(Collected data)
________________________
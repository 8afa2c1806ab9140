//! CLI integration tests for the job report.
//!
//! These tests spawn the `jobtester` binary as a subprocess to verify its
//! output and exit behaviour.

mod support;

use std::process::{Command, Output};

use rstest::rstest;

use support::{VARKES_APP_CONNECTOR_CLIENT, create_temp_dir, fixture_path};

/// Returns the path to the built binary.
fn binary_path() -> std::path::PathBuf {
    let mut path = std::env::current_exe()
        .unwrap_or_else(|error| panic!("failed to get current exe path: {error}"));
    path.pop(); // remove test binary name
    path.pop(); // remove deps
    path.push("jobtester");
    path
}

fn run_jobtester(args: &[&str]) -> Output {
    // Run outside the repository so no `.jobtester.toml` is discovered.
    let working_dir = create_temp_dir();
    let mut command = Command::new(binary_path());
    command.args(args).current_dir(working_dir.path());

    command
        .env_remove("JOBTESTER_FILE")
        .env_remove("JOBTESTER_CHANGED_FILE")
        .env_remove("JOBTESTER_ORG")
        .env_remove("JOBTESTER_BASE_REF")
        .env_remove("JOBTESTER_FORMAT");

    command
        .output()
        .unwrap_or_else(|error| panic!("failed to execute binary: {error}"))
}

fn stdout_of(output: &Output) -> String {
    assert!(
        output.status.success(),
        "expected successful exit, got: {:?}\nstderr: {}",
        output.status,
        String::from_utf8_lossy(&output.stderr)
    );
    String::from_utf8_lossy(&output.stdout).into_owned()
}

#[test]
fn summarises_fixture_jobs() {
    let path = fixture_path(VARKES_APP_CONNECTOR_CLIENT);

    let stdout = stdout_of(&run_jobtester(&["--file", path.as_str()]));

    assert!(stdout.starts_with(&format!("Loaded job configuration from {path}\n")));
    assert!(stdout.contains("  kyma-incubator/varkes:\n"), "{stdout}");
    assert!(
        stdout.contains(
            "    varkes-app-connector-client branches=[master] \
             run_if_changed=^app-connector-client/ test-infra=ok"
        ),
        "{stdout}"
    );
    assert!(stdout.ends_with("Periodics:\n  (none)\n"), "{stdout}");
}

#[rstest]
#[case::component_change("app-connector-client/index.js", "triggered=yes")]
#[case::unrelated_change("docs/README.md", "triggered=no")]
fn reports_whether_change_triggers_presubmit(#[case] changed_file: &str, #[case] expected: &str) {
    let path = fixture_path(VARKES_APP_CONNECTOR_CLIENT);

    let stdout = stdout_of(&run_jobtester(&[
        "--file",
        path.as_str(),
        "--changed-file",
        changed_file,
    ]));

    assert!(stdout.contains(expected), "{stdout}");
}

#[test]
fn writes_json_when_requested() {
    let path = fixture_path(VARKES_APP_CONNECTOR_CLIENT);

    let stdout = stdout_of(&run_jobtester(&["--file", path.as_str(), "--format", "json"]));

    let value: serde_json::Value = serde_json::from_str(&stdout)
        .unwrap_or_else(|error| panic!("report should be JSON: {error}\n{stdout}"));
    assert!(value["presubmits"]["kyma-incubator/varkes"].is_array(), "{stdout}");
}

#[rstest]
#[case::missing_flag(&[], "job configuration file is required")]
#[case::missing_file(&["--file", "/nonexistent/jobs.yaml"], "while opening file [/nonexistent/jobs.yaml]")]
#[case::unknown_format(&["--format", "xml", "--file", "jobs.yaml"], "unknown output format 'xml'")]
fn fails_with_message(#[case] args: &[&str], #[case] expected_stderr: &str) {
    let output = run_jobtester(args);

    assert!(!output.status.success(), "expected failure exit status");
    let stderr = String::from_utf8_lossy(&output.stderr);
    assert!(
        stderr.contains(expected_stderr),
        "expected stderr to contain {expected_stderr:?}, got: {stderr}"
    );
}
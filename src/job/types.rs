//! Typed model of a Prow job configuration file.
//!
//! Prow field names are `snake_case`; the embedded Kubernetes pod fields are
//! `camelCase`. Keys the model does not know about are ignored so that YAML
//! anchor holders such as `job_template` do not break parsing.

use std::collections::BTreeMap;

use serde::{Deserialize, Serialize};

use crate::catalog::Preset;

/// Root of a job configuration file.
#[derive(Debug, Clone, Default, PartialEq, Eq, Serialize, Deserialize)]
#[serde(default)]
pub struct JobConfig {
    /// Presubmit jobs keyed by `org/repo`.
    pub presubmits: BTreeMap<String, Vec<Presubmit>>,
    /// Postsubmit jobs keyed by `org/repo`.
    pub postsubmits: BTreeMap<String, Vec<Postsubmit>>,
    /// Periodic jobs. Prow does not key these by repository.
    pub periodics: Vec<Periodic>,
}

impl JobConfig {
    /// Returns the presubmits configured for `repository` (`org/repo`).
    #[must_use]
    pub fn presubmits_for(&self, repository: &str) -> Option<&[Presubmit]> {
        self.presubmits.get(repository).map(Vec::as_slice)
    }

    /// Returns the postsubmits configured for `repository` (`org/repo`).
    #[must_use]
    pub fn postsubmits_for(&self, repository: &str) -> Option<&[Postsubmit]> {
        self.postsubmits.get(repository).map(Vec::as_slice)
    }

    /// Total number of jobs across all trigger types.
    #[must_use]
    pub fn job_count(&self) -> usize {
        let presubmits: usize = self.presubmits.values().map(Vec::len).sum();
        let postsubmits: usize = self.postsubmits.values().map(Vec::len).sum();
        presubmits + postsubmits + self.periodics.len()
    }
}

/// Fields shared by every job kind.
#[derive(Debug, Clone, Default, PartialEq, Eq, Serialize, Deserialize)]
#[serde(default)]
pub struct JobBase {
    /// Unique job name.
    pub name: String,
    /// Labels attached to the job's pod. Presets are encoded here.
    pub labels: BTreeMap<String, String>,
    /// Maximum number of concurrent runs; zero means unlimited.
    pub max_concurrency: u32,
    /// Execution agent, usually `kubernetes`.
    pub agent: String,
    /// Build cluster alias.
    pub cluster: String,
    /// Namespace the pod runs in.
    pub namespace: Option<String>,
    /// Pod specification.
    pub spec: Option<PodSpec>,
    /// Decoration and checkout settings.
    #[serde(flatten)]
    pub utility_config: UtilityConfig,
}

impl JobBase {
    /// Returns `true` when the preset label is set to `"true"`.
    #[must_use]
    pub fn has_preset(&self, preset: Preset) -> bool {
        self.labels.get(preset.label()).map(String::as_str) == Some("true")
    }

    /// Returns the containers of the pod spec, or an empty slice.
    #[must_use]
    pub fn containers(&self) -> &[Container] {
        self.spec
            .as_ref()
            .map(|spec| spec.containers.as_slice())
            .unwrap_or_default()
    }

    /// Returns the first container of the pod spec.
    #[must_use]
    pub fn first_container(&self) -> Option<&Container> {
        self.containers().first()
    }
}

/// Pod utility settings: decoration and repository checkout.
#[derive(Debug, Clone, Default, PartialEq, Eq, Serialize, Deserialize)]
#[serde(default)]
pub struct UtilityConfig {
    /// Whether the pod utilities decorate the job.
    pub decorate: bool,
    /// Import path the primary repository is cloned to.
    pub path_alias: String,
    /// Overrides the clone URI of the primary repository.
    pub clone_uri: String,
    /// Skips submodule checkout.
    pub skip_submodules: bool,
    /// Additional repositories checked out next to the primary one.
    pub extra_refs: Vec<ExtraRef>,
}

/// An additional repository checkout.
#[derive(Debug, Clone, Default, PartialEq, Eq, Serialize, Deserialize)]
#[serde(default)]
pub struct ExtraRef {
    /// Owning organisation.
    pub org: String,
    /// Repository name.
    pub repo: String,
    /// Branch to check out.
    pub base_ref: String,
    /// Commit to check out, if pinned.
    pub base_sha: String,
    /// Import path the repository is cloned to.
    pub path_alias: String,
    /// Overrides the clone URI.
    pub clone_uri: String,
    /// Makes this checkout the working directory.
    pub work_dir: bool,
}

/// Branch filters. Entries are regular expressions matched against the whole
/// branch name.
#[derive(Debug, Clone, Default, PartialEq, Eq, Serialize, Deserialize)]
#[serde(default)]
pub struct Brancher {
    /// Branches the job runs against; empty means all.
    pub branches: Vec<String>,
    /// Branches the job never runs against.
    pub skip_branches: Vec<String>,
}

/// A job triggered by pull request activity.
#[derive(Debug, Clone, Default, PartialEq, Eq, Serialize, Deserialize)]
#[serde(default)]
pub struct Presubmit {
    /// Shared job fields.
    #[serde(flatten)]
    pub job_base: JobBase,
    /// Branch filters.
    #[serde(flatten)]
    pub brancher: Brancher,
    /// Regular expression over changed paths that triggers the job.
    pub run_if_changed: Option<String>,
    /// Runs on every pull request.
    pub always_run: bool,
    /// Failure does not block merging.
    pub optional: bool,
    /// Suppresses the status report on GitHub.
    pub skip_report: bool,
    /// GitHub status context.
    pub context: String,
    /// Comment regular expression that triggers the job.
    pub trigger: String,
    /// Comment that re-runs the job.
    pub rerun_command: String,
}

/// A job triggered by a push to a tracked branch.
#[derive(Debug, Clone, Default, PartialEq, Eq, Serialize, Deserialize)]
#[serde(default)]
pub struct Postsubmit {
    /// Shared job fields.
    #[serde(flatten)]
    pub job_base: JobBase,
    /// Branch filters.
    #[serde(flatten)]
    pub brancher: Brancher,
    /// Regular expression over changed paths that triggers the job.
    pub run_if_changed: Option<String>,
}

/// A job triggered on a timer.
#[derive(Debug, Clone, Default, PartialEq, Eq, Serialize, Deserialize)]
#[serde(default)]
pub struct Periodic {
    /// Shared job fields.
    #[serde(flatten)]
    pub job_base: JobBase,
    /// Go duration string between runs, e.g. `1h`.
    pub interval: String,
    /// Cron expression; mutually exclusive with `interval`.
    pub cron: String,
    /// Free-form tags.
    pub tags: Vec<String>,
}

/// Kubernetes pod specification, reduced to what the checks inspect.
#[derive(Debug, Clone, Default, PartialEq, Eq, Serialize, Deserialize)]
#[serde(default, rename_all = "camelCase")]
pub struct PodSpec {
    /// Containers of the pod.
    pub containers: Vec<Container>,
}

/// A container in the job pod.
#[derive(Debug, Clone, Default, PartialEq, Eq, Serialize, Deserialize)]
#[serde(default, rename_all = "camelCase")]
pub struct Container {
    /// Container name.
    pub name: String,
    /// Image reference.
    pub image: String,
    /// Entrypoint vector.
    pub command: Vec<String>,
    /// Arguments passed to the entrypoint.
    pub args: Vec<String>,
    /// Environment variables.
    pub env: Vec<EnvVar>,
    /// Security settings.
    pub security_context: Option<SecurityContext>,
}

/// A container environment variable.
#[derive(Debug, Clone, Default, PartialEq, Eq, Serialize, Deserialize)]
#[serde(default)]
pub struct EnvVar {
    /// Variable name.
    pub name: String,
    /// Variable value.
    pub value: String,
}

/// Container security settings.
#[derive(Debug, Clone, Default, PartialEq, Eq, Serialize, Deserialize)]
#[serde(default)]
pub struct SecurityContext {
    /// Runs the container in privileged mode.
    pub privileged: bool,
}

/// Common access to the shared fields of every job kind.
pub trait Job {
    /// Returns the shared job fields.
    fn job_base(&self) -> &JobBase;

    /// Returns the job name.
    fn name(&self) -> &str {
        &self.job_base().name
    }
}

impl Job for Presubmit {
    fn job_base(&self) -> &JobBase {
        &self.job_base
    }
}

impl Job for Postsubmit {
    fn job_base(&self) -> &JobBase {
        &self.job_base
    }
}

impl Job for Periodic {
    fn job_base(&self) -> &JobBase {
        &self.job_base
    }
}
________________________
## Work instructions
Each line from the top of the records above through the line containing "use rstest::rstest;" needs to be transcribed exactly, and no line after it.

## Expected answer
repository 8afa2c1806ab9140
//! CLI integration tests for the job report.
//!
//! These tests spawn the `jobtester` binary as a subprocess to verify its
//! output and exit behaviour.

mod support;

use std::process::{Command, Output};

use rstest::rstest;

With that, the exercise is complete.